Formally, heat entropy is the principle in thermodynamics that says that the path from order to disorder is irreversible. Entropy is partly why, after you’ve burned a tank of gas in your car, the exhaust is never going to rush back into your tailpipe, reverse-combust in your engine, and turn back into gasoline. Information entropy is similar, but it applies to data instead of heat. It’s not just a pattern of disorder; it’s also a number that measures the loss of information in a transmitted signal or message. A unit of information—the bit—measures the number of choices (the number of possible messages) symbols can carry. For example, an ASCII string of seven bits has 27 or 128 message choices. Information entropy measures the uncertainty that noise imposed upon the original signal. Once you know how much information you started with, entropy tells you how much you’ve lost and can’t get back. Information entropy is not reversible, because once a bit has been lost and becomes a question mark, it’s impossible to get it back. Worse yet, the decoder doesn’t report the question mark! It assigns it a 1 or 0. Half the time it will be right. But half the time it will be wrong, and you can’t know which bits are the originals and which bits are only guesses.
Random Mutation = Noise
Every communication system battles noise. Noise is a random change of a signal—in other words, noise is a mutation of the original message. You can listen to it, too. Just tune your radio dial to the space between stations and listen to the hiss. Or listen to the sound of air whooshing out of a vent in the ceiling. White noise. When you want to watch your favorite TV show, noise is your enemy. Once noise is with you, it’s with you forever. Toast never gets hotter after you take it out of the toaster. CDs never sound better after you copy them onto a cassette tape; you can make a million copies of that tape, and even if natural selection cooperates perfectly, the best version you can get is to select the least inferior version.
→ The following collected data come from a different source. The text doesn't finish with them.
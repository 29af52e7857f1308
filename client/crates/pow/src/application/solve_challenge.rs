//! Solve Challenge Use Case

use crate::application::config::SolverConfig;
use crate::domain::entities::Challenge;
use crate::domain::search::{SearchControl, solve_parallel};
use crate::domain::value_objects::Nonce;
use crate::error::{PowError, PowResult};
use std::sync::Arc;
use std::time::{Duration, Instant};

/// Output DTO for solve challenge
#[derive(Debug, Clone)]
pub struct SolveChallengeOutput {
    pub nonce: Nonce,
    /// Candidates hashed across all workers
    pub attempts: u64,
    pub elapsed: Duration,
}

impl SolveChallengeOutput {
    pub fn hash_rate(&self) -> f64 {
        let secs = self.elapsed.as_secs_f64();
        if secs > 0.0 { self.attempts as f64 / secs } else { 0.0 }
    }
}

/// Solve Challenge Use Case
///
/// Runs the CPU-bound search on the blocking pool so async callers keep
/// making progress (e.g. fan-out tasks for an earlier solution).
pub struct SolveChallengeUseCase {
    config: Arc<SolverConfig>,
}

/// Stops the search if the awaiting future is dropped mid-search
struct StopOnDrop(Option<SearchControl>);

impl StopOnDrop {
    fn disarm(mut self) {
        self.0 = None;
    }
}

impl Drop for StopOnDrop {
    fn drop(&mut self) {
        if let Some(control) = &self.0 {
            control.stop();
        }
    }
}

impl SolveChallengeUseCase {
    pub fn new(config: Arc<SolverConfig>) -> Self {
        Self { config }
    }

    pub async fn execute(
        &self,
        challenge: &Challenge,
        identity: &str,
        control: SearchControl,
    ) -> PowResult<SolveChallengeOutput> {
        self.config.validate()?;

        let control = match self.config.budget {
            Some(budget) => control.with_deadline(Instant::now() + budget),
            None => control,
        }
        .with_batch(self.config.progress_batch);
        let guard = StopOnDrop(Some(control.clone()));
        let attempts_before = control.progress().attempts();

        tracing::info!(
            difficulty = %challenge.difficulty,
            expected_attempts = challenge.difficulty.expected_attempts(),
            threads = self.config.threads,
            "Solving challenge"
        );

        let started = Instant::now();
        let value = challenge.value.clone();
        let identity = identity.to_string();
        let difficulty = challenge.difficulty;
        let threads = self.config.threads;
        let worker_control = control.clone();
        let found = tokio::task::spawn_blocking(move || {
            solve_parallel(&value, &identity, difficulty, threads, &worker_control)
        })
        .await
        .map_err(|e| PowError::Internal(e.to_string()))?;
        let stopped = control.is_stopped();
        guard.disarm();

        let attempts = control.progress().attempts() - attempts_before;
        let elapsed = started.elapsed();
        match found {
            Some(nonce) => {
                tracing::info!(
                    nonce = %nonce,
                    attempts,
                    elapsed_ms = elapsed.as_millis() as u64,
                    "Challenge solved"
                );
                Ok(SolveChallengeOutput {
                    nonce,
                    attempts,
                    elapsed,
                })
            }
            None => {
                let err = match self.config.budget {
                    Some(budget) if !stopped && control.deadline_passed() => {
                        PowError::BudgetExhausted { budget, attempts }
                    }
                    _ => PowError::Cancelled { attempts },
                };
                err.log();
                Err(err)
            }
        }
    }
}
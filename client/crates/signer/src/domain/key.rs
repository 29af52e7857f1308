//! Signing key

use std::fmt;

use bitcoin::PrivateKey;
use bitcoin::secp256k1::{Keypair, PublicKey, Secp256k1, SecretKey, Signing, XOnlyPublicKey};
use platform::secret::SecretString;

use crate::error::{SignerError, SignerResult};

/// The wallet's private key
///
/// Read-only for the lifetime of a minting run. Debug output is redacted and
/// the secret bytes are overwritten on drop.
pub struct SigningKey {
    secret: SecretKey,
    public: PublicKey,
}

impl SigningKey {
    /// Parse a WIF-encoded private key
    pub fn from_wif(wif: &SecretString) -> SignerResult<Self> {
        let private = PrivateKey::from_wif(wif.expose())
            .map_err(|e| SignerError::InvalidKey(e.to_string()))?;
        Ok(Self::from_secret_key(private.inner))
    }

    pub fn from_secret_key(secret: SecretKey) -> Self {
        let secp = Secp256k1::signing_only();
        let public = PublicKey::from_secret_key(&secp, &secret);
        Self { secret, public }
    }

    pub fn public_key(&self) -> PublicKey {
        self.public
    }

    pub fn x_only_public_key(&self) -> XOnlyPublicKey {
        self.public.x_only_public_key().0
    }

    pub(crate) fn secret_key(&self) -> &SecretKey {
        &self.secret
    }

    pub(crate) fn keypair<C: Signing>(&self, secp: &Secp256k1<C>) -> Keypair {
        Keypair::from_secret_key(secp, &self.secret)
    }
}

impl fmt::Debug for SigningKey {
    fn fmt(&self, f: &mut fmt::Formatter<'_>) -> fmt::Result {
        f.debug_struct("SigningKey")
            .field("public", &self.public)
            .field("secret", &"[REDACTED]")
            .finish()
    }
}

impl Drop for SigningKey {
    fn drop(&mut self) {
        self.secret.non_secure_erase();
    }
}
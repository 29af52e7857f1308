//! Repository Traits
//!
//! Interfaces to the allocation service, the solution log and the wallet
//! key. Implementations are in the infrastructure layer.

use signer::{SignerResult, SigningKey};

use crate::domain::entities::{BroadcastReceipt, MintReply, SignedAuthorization, Solution};
use crate::domain::value_objects::SubmissionRequest;
use crate::error::MintResult;

/// Allocation service
#[trait_variant::make(MintGateway: Send)]
pub trait LocalMintGateway {
    /// POST a mint request; returns a challenge or a reservation
    async fn request_mint(&self, request: &SubmissionRequest) -> MintResult<MintReply>;

    /// POST the signed authorization
    async fn broadcast(&self, authorization: &SignedAuthorization) -> MintResult<BroadcastReceipt>;
}

/// Durable, append-only solution log
#[trait_variant::make(SolutionRepository: Send)]
pub trait LocalSolutionRepository {
    async fn append(&self, solution: &Solution) -> MintResult<()>;

    /// All stored solutions, oldest first
    async fn load_all(&self) -> MintResult<Vec<Solution>>;
}

/// Produces the signed authorization for a reservation
pub trait AuthorizationSigner: Send + Sync {
    fn sign(&self, unsigned_b64: &str) -> SignerResult<String>;
}

impl AuthorizationSigner for SigningKey {
    fn sign(&self, unsigned_b64: &str) -> SignerResult<String> {
        signer::sign(unsigned_b64, self)
    }
}
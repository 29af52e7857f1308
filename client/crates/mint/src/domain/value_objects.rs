//! Domain Value Objects

use pow::Nonce;

/// Wallet addresses the allocation is requested for
///
/// The payment address doubles as the puzzle identity.
#[derive(Debug, Clone, PartialEq, Eq)]
pub struct MintIdentity {
    pub payment_address: String,
    pub payment_pubkey: String,
    pub receiving_address: String,
}

impl MintIdentity {
    pub fn new(
        payment_address: impl Into<String>,
        payment_pubkey: impl Into<String>,
        receiving_address: impl Into<String>,
    ) -> Self {
        Self {
            payment_address: payment_address.into(),
            payment_pubkey: payment_pubkey.into(),
            receiving_address: receiving_address.into(),
        }
    }

    /// Identity string hashed into the puzzle
    pub fn puzzle_identity(&self) -> &str {
        &self.payment_address
    }
}

/// Body of a mint request
///
/// Without a nonce it asks for a challenge; with one it is a submission.
#[derive(Debug, Clone, PartialEq)]
pub struct SubmissionRequest {
    pub identity: MintIdentity,
    pub quantity: u32,
    /// sat/vB; `None` lets the server choose
    pub fee_rate: Option<f64>,
    pub challenge_nonce: Option<Nonce>,
}

impl SubmissionRequest {
    pub fn challenge_request(identity: MintIdentity, quantity: u32, fee_rate: Option<f64>) -> Self {
        Self {
            identity,
            quantity,
            fee_rate,
            challenge_nonce: None,
        }
    }

    pub fn with_nonce(&self, nonce: Nonce) -> Self {
        Self {
            challenge_nonce: Some(nonce),
            ..self.clone()
        }
    }

    pub fn is_submission(&self) -> bool {
        self.challenge_nonce.is_some()
    }
}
Sometimes people have disagreed, offering hypothetical scenarios where a few random changes might just happen to give you the exact step you need. However, since a random change could happen anywhere across a billion base pairs in the genome, getting two or three or five errors to occur in an advantageous way without breaking something else first is statistically all but impossible. Again, nobody appreciates this more than a communications engineer.† Random mutation is noise and noise destroys. Random mutations = damaged DNA. We saw that in the fruit fly experiments. Any randomness-based theory of evolution violates the laws of information entropy. Music doesn’t get better when you scratch CDs. Organisms do not gain new features when their DNA mutates through damage or copying errors. Instead they get cystic fibrosis or some other birth defect, like legs instead of antennae growing out of a fruit fly’s head. Natural selection can clear competition by killing off inferior rivals. But it can’t work backward from a random mutation and undo the damage.